This article was featured in WYDaily on 1/6/22.
The homeless pets of The Heritage Humane Society are standing by to help people stick to the most popular New Year’s resolutions. With people’s resounding desire to once again commit to healthier living according to this recent 2023 resolutions survey by Statista, the shelter knows that adding a pet as a partner can make obtaining goals easier and more rewarding.
The following resolutions are matched with current homeless pets at The Heritage Humane Society who are hoping to join you in meeting your New Year’s resolutions.
Resolution: Be more active.
A walking or jogging buddy is built-in support for reaching fitness goals. The American Heart Association shares that dog owners are more likely to hit their fitness goals than those without pups. In fact, dog parents are 34% more likely to fit in 150 minutes of walking a week than non-dog owners.
Saluda. Full of enthusiasm, this four-year-old pup with beautiful cream-colored fur is eager to become a dedicated walking and/or running buddy.
Soul. Meet your new “Soul” mate, Soul! At less than a year old, Soul is full of silly puppy energy and would like a home where he can be active and play. He can double as both an exercise partner and snuggle buddy.
Resolution: Smile More.
Megawatt grins have science-backed benefits including stress relief, pain relief and strengthened relationships. The unconditional love brought about by a pet helps you tap into one of your most power tools – your smile – to improve health, bolster relationships and just feel better.
Niyah. Turn that frown upside down! Want a surefire way to put a smile on your face every day? Adopt Niyah. This fun-loving girl is guaranteed to bring a whole lot of happiness to her future family. One of our favorite things about Niyah is that she has a tendency to grunt and grumble like a warthog, which is why her nickname at the shelter is “Little Warthog.” She loves making friends with everyone she meets as long as they are willing to give her lots of love and attention. She is a stage 5 clinger and wants to be as close to you as physically possible, so make sure you have a spot on the couch for her.
Resolution: Spend more time with family
Moses. Currently the longest resident at The Heritage Humane Society, Moses has been at the shelter 235 days and hoping each day will be the one he finds his forever home. He’s a big boy with an even bigger heart. He is sweet and friendly and looking for an active family to become a part of. If you’ve got room in your heart and home for a guy like Moses, come meet him.
Resolution: Take time to relax.
After the hustle and bustle of the holidays, the long days of winter are an opportunity to learn how to relax. Studies show having a cat can help to lower stress, anxiety, and even depression. Spending time with these fuzzy stress relievers can cause your body to produce stress reducing hormones. When petting cats, your heart rate and blood pressure decrease and your anxiety levels normalize.
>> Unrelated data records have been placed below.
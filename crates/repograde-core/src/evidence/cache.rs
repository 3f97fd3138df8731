//! Per-run evidence memoization.
//!
//! One cache instance is exclusively owned by one engine run. It guarantees
//! that equal [`EvidenceRequest`]s hit the remote source at most once, that
//! concurrent first-time requests for the same key coalesce onto a single
//! in-flight fetch, and that a `RateLimited` answer latches the run so no
//! further fetches are issued.

use crate::evidence::{
    CollaboratorInfo, CommitInfo, Evidence, EvidenceRequest, EvidenceResult, EvidenceSource,
    FetchFailure, ReleaseInfo, RepoMetadata,
};
use crate::repo::RepositoryRef;
use std::collections::HashMap;
use std::sync::atomic::{AtomicBool, Ordering};
use std::sync::Arc;
use tokio::sync::{Mutex, OnceCell};
use tracing::warn;

/// Memoizing, coalescing cache over one [`EvidenceSource`].
pub struct EvidenceCache {
    source: Arc<dyn EvidenceSource>,
    repo: RepositoryRef,
    entries: Mutex<HashMap<EvidenceRequest, Arc<OnceCell<EvidenceResult>>>>,
    rate_limited: AtomicBool,
}

impl EvidenceCache {
    /// Create a fresh cache bound to one repository for one run.
    pub fn new(source: Arc<dyn EvidenceSource>, repo: RepositoryRef) -> Self {
        EvidenceCache {
            source,
            repo,
            entries: Mutex::new(HashMap::new()),
            rate_limited: AtomicBool::new(false),
        }
    }

    /// The repository this cache is bound to.
    pub fn repo(&self) -> &RepositoryRef {
        &self.repo
    }

    /// Resolve a request, fetching at most once per distinct key.
    ///
    /// Failures are memoized like successes, so a failing probe is not
    /// retried within the run. Once the rate-limit latch is set, uncached
    /// keys resolve to `RateLimited` without touching the source; keys
    /// cached before the latch still resolve normally.
    pub async fn resolve(&self, request: EvidenceRequest) -> EvidenceResult {
        let cell = {
            let mut entries = self.entries.lock().await;
            Arc::clone(entries.entry(request.clone()).or_default())
        };

        cell.get_or_init(|| async {
            if self.rate_limited.load(Ordering::Acquire) {
                return Err(FetchFailure::RateLimited);
            }
            let result = self.source.fetch(&self.repo, &request).await;
            if result == Err(FetchFailure::RateLimited) {
                warn!(repo = %self.repo, "rate limited; halting further evidence fetches");
                self.rate_limited.store(true, Ordering::Release);
            }
            result
        })
        .await
        .clone()
    }

    /// Whether the rate-limit latch has been set this run.
    pub fn is_rate_limited(&self) -> bool {
        self.rate_limited.load(Ordering::Acquire)
    }

    // Typed accessors for check authors.

    pub async fn file_exists(&self, path: &str) -> Result<bool, FetchFailure> {
        match self.resolve(EvidenceRequest::FileExists(path.to_string())).await? {
            Evidence::Exists(exists) => Ok(exists),
            _ => Err(FetchFailure::TransientError(0)),
        }
    }

    pub async fn directory_exists(&self, path: &str) -> Result<bool, FetchFailure> {
        match self
            .resolve(EvidenceRequest::DirectoryExists(path.to_string()))
            .await?
        {
            Evidence::Exists(exists) => Ok(exists),
            _ => Err(FetchFailure::TransientError(0)),
        }
    }

    pub async fn readme_text(&self) -> Result<String, FetchFailure> {
        match self.resolve(EvidenceRequest::ReadmeText).await? {
            Evidence::Text(text) => Ok(text),
            _ => Err(FetchFailure::TransientError(0)),
        }
    }

    pub async fn metadata(&self) -> Result<RepoMetadata, FetchFailure> {
        match self.resolve(EvidenceRequest::RepoMetadata).await? {
            Evidence::Metadata(metadata) => Ok(metadata),
            _ => Err(FetchFailure::TransientError(0)),
        }
    }

    pub async fn recent_commits(&self, n: u8) -> Result<Vec<CommitInfo>, FetchFailure> {
        match self.resolve(EvidenceRequest::RecentCommits(n)).await? {
            Evidence::Commits(commits) => Ok(commits),
            _ => Err(FetchFailure::TransientError(0)),
        }
    }

    pub async fn releases(&self, n: u8) -> Result<Vec<ReleaseInfo>, FetchFailure> {
        match self.resolve(EvidenceRequest::Releases(n)).await? {
            Evidence::Releases(releases) => Ok(releases),
            _ => Err(FetchFailure::TransientError(0)),
        }
    }

    pub async fn collaborators(&self, n: u8) -> Result<Vec<CollaboratorInfo>, FetchFailure> {
        match self.resolve(EvidenceRequest::Collaborators(n)).await? {
            Evidence::Collaborators(collaborators) => Ok(collaborators),
            _ => Err(FetchFailure::TransientError(0)),
        }
    }
}

#[cfg(test)]
mod tests {
    use super::*;
    use async_trait::async_trait;
    use std::sync::atomic::AtomicUsize;

    /// Source that counts physical fetches and answers from a script.
    struct CountingSource {
        fetches: AtomicUsize,
        respond: Box<dyn Fn(&EvidenceRequest) -> EvidenceResult + Send + Sync>,
    }

    impl CountingSource {
        fn new(
            respond: impl Fn(&EvidenceRequest) -> EvidenceResult + Send + Sync + 'static,
        ) -> Arc<Self> {
            Arc::new(CountingSource {
                fetches: AtomicUsize::new(0),
                respond: Box::new(respond),
            })
        }

        fn fetch_count(&self) -> usize {
            self.fetches.load(Ordering::SeqCst)
        }
    }

    #[async_trait]
    impl EvidenceSource for CountingSource {
        async fn fetch(&self, _repo: &RepositoryRef, request: &EvidenceRequest) -> EvidenceResult {
            self.fetches.fetch_add(1, Ordering::SeqCst);
            (self.respond)(request)
        }
    }

    fn test_repo() -> RepositoryRef {
        RepositoryRef::parse("owner/name").expect("parse failed")
    }

    #[tokio::test]
    async fn test_repeated_requests_fetch_once() {
        let source = CountingSource::new(|_| Ok(Evidence::Exists(true)));
        let cache = EvidenceCache::new(source.clone(), test_repo());

        for _ in 0..5 {
            let exists = cache.file_exists("LICENSE").await.expect("resolve failed");
            assert!(exists);
        }

        assert_eq!(source.fetch_count(), 1);
    }

    #[tokio::test]
    async fn test_distinct_requests_fetch_separately() {
        let source = CountingSource::new(|_| Ok(Evidence::Exists(true)));
        let cache = EvidenceCache::new(source.clone(), test_repo());

        cache.file_exists("LICENSE").await.expect("resolve failed");
        cache.file_exists("README.md").await.expect("resolve failed");
        // Same path, different probe kind: a distinct key.
        cache
            .directory_exists("LICENSE")
            .await
            .expect("resolve failed");

        assert_eq!(source.fetch_count(), 3);
    }

    #[tokio::test]
    async fn test_failures_are_memoized() {
        let source = CountingSource::new(|_| Err(FetchFailure::TransientError(502)));
        let cache = EvidenceCache::new(source.clone(), test_repo());

        for _ in 0..3 {
            let err = cache.readme_text().await.unwrap_err();
            assert_eq!(err, FetchFailure::TransientError(502));
        }

        assert_eq!(source.fetch_count(), 1);
    }

    #[tokio::test]
    async fn test_concurrent_requests_coalesce() {
        let source = CountingSource::new(|_| Ok(Evidence::Text("readme body".to_string())));
        let cache = Arc::new(EvidenceCache::new(source.clone(), test_repo()));

        let mut tasks = Vec::new();
        for _ in 0..8 {
            let cache = Arc::clone(&cache);
            tasks.push(tokio::spawn(async move { cache.readme_text().await }));
        }
        for task in tasks {
            let text = task.await.expect("join failed").expect("resolve failed");
            assert_eq!(text, "readme body");
        }

        assert_eq!(source.fetch_count(), 1);
    }

    #[tokio::test]
    async fn test_rate_limit_latches_uncached_keys() {
        let source = CountingSource::new(|request| match request {
            EvidenceRequest::RepoMetadata => Ok(Evidence::Metadata(RepoMetadata::default())),
            _ => Err(FetchFailure::RateLimited),
        });
        let cache = EvidenceCache::new(source.clone(), test_repo());

        // Cached before the latch trips.
        cache.metadata().await.expect("resolve failed");

        // Trips the latch.
        let err = cache.file_exists("LICENSE").await.unwrap_err();
        assert_eq!(err, FetchFailure::RateLimited);
        assert!(cache.is_rate_limited());

        // New keys resolve to RateLimited without a physical fetch.
        let before = source.fetch_count();
        let err = cache.file_exists("SECURITY.md").await.unwrap_err();
        assert_eq!(err, FetchFailure::RateLimited);
        assert_eq!(source.fetch_count(), before);

        // Keys cached before the latch still resolve normally.
        cache.metadata().await.expect("resolve failed");
        assert_eq!(source.fetch_count(), before);
    }
}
Even their purring power is healing. A cat purrs within a range of 20-140 Hz, which is known to be medically therapeutic for illnesses in humans.
The Heritage Humane Society currently has 38 adoptable cats.
Holly. Seven years young and very affectionate. She is a purr-fect mix of independence and affection. Curiosity lives in her big, round green eyes and she LOVES attention in the form of pets. Give her some head scratches and you’ll be her new bestie!
Patchy the Pirate and Jack Sparrow. What’s better than one cat with two eyes? Two cats that each only has one eye! Patchy the Pirate and Jack Sparrow are two brothers looking for a home together. You see, they have been through a lot together already and they are only six months old. Both were suffering from severe corneal disease when they arrived at The Heritage Humane Society. Ultimately, they both ended up needing their right eyes removed to be able to live pain-free. Patchy has very limited (if any) vision in his left eye, but he finds his way around just fine and his brother has of course been there along the way to help him. Whoever adopts these pirate brothers are going to get the world’s most resilient and loving cats!
Resolution: Eat healthy.
A cheering section can be just as effective even if it is tiny, as in the shelter’s small pets. This currently includes adoptable guinea pigs and rabbits.
Small pets yearn for a healthy diet of fresh veggies. Their daily diet is a built-in motivation to prepare your own healthy snacks and meals.
Jonathon and Danny. These two four-month-old guinea pigs are full of character. There inquisitive eyes, twitching noses, and curiosity are as alluring as they are soothing to watch.
Forrest and Marshmellow. Marshmellow is a dwarf rabbit. This white bunny is trimmed in chestnut, a fun reminder of a perfectly toasted marshmallow. Forrest is a buff and gray ball of huggable, fluff.
Resolution: Learn something new.
Broaden your skills and those of your dog this year with a new year of new tricks. The Heritage Humane Society offers many levels of dog training classes and workshops. Held right at the shelter, you and your New Year’s resolution buddy can learn, have fun, and bond.
The bottom line – having a pet can make us better humans. The Heritage Humane Society currently has close to 200 pets being cared for. Visiting and adopting hours are 8:30 a.m. to 4:30 p.m. daily.